Collected data:
=== Begin Enclosure ===
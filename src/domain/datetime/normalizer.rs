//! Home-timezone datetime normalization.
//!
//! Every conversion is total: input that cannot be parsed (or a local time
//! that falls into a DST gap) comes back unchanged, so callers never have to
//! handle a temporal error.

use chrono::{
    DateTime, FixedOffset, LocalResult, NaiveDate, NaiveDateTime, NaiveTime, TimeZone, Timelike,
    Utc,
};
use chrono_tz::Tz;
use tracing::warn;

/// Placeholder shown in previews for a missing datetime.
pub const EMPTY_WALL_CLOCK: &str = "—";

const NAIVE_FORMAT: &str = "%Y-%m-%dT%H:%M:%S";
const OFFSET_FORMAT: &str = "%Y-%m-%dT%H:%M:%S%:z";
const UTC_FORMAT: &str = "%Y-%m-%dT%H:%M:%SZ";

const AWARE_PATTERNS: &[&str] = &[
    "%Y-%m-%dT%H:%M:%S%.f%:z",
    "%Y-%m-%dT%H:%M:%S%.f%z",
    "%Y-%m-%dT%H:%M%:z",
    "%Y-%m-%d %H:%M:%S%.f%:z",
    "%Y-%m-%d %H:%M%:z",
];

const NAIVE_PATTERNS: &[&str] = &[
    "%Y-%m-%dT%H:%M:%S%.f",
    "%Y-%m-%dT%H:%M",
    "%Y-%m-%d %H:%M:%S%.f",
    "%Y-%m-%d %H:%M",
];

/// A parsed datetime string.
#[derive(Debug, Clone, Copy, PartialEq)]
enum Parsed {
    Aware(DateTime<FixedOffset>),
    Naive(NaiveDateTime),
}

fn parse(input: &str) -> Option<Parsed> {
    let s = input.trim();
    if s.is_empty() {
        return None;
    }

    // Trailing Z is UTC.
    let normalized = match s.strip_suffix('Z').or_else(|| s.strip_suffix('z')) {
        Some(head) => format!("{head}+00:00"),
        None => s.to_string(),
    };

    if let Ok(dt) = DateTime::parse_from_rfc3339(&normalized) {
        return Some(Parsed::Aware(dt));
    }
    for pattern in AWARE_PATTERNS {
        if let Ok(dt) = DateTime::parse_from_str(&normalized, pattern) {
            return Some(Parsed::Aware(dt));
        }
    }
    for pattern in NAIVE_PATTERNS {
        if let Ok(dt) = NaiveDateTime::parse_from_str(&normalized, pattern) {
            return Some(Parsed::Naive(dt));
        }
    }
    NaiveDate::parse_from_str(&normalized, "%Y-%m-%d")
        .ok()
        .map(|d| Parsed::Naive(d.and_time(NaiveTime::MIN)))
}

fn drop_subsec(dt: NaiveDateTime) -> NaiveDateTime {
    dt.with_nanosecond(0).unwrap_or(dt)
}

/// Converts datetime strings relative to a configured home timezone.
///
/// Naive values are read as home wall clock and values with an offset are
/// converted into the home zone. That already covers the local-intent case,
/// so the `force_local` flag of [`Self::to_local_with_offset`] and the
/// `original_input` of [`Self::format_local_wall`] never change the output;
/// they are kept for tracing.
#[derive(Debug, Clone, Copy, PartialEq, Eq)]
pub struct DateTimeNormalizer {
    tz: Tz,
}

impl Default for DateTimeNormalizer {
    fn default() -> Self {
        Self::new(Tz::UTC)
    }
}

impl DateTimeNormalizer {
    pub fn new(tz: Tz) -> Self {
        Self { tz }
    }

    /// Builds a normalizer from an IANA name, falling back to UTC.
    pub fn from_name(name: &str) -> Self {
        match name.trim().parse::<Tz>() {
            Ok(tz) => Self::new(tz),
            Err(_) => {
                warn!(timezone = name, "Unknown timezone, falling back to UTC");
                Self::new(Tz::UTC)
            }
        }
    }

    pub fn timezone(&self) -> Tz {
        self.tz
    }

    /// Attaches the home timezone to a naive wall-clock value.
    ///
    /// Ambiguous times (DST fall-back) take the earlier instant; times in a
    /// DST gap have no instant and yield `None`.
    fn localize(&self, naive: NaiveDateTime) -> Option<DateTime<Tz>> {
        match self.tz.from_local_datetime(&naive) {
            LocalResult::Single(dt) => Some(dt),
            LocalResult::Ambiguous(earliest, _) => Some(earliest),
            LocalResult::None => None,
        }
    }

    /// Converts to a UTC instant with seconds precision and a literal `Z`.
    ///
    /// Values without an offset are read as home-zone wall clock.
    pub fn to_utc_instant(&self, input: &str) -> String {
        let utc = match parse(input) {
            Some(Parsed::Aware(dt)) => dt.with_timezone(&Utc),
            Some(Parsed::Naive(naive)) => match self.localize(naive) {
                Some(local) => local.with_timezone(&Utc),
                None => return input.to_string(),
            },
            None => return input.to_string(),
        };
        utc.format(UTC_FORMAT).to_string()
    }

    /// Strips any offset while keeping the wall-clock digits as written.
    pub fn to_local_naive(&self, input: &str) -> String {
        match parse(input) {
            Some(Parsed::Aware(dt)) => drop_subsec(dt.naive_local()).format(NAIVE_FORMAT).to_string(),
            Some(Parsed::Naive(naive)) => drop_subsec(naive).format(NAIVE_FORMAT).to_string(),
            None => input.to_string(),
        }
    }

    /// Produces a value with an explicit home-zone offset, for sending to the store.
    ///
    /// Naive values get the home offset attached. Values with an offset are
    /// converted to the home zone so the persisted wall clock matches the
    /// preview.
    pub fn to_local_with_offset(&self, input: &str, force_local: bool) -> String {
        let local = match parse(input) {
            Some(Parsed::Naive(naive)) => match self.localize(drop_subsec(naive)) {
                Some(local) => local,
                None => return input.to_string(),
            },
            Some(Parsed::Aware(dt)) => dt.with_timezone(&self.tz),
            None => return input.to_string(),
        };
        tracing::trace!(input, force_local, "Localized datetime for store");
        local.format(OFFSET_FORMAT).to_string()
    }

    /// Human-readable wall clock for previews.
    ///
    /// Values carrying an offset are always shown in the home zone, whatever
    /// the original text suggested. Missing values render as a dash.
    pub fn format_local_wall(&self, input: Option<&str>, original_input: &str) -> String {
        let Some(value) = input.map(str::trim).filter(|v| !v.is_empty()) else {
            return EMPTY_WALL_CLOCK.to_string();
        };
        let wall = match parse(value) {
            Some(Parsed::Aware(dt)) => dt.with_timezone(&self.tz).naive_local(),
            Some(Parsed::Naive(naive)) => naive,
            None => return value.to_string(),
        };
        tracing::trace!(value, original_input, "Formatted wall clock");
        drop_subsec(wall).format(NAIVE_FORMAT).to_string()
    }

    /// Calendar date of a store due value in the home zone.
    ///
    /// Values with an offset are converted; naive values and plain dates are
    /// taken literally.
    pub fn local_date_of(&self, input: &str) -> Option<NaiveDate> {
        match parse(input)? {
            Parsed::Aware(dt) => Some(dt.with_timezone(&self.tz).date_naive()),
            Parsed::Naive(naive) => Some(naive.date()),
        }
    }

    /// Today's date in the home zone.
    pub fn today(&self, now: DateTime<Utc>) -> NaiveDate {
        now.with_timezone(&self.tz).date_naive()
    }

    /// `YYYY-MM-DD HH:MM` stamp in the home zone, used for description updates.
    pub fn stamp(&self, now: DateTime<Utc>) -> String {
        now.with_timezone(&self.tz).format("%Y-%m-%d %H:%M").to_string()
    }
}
=== End Enclosure ===
» **Requirement**
Copy out each line of the data containing the string "const".

» **Expected answer**
pub const EMPTY_WALL_CLOCK: &str = "—";
const NAIVE_FORMAT: &str = "%Y-%m-%dT%H:%M:%S";
const OFFSET_FORMAT: &str = "%Y-%m-%dT%H:%M:%S%:z";
const UTC_FORMAT: &str = "%Y-%m-%dT%H:%M:%SZ";
const AWARE_PATTERNS: &[&str] = &[
const NAIVE_PATTERNS: &[&str] = &[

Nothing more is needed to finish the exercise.